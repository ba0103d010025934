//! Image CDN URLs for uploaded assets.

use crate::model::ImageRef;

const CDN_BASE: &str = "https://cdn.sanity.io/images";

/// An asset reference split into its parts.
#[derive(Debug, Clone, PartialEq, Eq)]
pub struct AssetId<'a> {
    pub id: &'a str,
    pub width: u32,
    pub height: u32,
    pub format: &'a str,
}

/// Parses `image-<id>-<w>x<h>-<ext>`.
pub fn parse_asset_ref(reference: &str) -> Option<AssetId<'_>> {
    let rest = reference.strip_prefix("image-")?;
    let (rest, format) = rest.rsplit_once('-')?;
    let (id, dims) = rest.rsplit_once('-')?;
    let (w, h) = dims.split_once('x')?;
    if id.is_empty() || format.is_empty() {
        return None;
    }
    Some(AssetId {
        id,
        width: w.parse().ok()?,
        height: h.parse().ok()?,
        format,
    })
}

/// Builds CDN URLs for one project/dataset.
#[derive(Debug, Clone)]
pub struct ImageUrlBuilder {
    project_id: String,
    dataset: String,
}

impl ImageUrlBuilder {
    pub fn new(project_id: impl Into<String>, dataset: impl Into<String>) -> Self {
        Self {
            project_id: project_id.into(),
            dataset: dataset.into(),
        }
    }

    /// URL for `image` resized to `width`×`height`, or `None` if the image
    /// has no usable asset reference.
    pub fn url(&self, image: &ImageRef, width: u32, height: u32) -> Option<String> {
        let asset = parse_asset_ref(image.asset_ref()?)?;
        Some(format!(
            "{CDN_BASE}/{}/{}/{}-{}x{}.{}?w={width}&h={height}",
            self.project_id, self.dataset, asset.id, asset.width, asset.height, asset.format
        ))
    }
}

What is needed » Within the data, how many lines hold the word "AssetId"? State the number alone.

Response area » 3